[DATASET RECORDS Boundary: Start]
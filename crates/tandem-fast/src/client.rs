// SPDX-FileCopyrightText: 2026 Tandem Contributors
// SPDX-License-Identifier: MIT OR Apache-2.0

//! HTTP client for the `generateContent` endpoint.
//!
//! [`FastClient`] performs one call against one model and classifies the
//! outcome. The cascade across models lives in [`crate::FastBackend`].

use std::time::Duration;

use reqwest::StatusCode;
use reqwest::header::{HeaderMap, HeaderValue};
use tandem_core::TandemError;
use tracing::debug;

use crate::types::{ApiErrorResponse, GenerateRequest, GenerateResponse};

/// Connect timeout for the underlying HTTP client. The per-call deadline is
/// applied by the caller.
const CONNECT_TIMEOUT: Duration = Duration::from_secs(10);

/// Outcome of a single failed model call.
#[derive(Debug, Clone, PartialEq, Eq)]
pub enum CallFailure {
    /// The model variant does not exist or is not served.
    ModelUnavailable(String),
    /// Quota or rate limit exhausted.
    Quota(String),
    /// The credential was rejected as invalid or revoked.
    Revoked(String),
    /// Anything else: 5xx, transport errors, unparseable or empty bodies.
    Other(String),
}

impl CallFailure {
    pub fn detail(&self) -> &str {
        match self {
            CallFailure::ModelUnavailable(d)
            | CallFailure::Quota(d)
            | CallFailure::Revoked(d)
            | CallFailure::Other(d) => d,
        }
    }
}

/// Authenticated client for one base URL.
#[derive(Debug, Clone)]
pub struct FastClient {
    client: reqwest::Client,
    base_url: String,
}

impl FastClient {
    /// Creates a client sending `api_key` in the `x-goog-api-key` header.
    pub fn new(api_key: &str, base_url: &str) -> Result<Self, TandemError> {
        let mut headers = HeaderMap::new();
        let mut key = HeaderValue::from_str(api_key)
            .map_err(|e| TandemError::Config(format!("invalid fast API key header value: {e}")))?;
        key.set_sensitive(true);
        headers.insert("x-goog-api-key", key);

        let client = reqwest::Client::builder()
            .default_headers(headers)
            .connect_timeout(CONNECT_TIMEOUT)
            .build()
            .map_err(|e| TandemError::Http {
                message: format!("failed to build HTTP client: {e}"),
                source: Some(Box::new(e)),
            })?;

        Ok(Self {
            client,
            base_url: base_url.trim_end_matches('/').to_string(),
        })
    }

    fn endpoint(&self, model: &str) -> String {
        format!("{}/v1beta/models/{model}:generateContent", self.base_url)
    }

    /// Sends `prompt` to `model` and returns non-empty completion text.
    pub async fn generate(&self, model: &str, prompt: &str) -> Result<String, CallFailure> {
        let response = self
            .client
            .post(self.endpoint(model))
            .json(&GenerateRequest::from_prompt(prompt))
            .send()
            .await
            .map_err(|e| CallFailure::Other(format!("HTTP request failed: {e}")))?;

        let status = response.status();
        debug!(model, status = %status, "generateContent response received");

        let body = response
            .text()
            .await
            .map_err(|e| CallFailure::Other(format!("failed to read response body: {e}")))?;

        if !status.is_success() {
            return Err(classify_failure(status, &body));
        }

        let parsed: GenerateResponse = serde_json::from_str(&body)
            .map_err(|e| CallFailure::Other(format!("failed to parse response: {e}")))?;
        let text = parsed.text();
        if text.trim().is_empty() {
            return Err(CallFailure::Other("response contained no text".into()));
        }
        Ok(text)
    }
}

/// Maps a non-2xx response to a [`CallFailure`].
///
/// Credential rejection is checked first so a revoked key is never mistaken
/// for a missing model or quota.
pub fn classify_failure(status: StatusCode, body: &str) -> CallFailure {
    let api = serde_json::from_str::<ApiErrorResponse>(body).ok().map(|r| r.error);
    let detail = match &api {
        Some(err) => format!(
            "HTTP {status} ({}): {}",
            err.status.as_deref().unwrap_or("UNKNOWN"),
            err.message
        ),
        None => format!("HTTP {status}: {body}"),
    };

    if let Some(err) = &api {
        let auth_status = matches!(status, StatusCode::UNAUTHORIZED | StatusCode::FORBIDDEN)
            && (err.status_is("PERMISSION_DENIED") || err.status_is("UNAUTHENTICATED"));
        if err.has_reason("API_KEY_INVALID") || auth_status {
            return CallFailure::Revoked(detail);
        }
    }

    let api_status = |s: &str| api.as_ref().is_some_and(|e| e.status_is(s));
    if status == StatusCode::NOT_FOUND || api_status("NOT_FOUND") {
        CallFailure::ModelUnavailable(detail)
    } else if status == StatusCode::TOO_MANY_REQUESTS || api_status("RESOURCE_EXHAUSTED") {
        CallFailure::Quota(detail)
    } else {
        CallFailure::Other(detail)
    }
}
[DATASET RECORDS Boundary: End]
- _YOUR INSTRUCTIONS_: For the string "body", return every line of the data where it appears.

- _EXPECTED OUTPUT_:
        let body = response
            .map_err(|e| CallFailure::Other(format!("failed to read response body: {e}")))?;
            return Err(classify_failure(status, &body));
        let parsed: GenerateResponse = serde_json::from_str(&body)
pub fn classify_failure(status: StatusCode, body: &str) -> CallFailure {
    let api = serde_json::from_str::<ApiErrorResponse>(body).ok().map(|r| r.error);
        None => format!("HTTP {status}: {body}"),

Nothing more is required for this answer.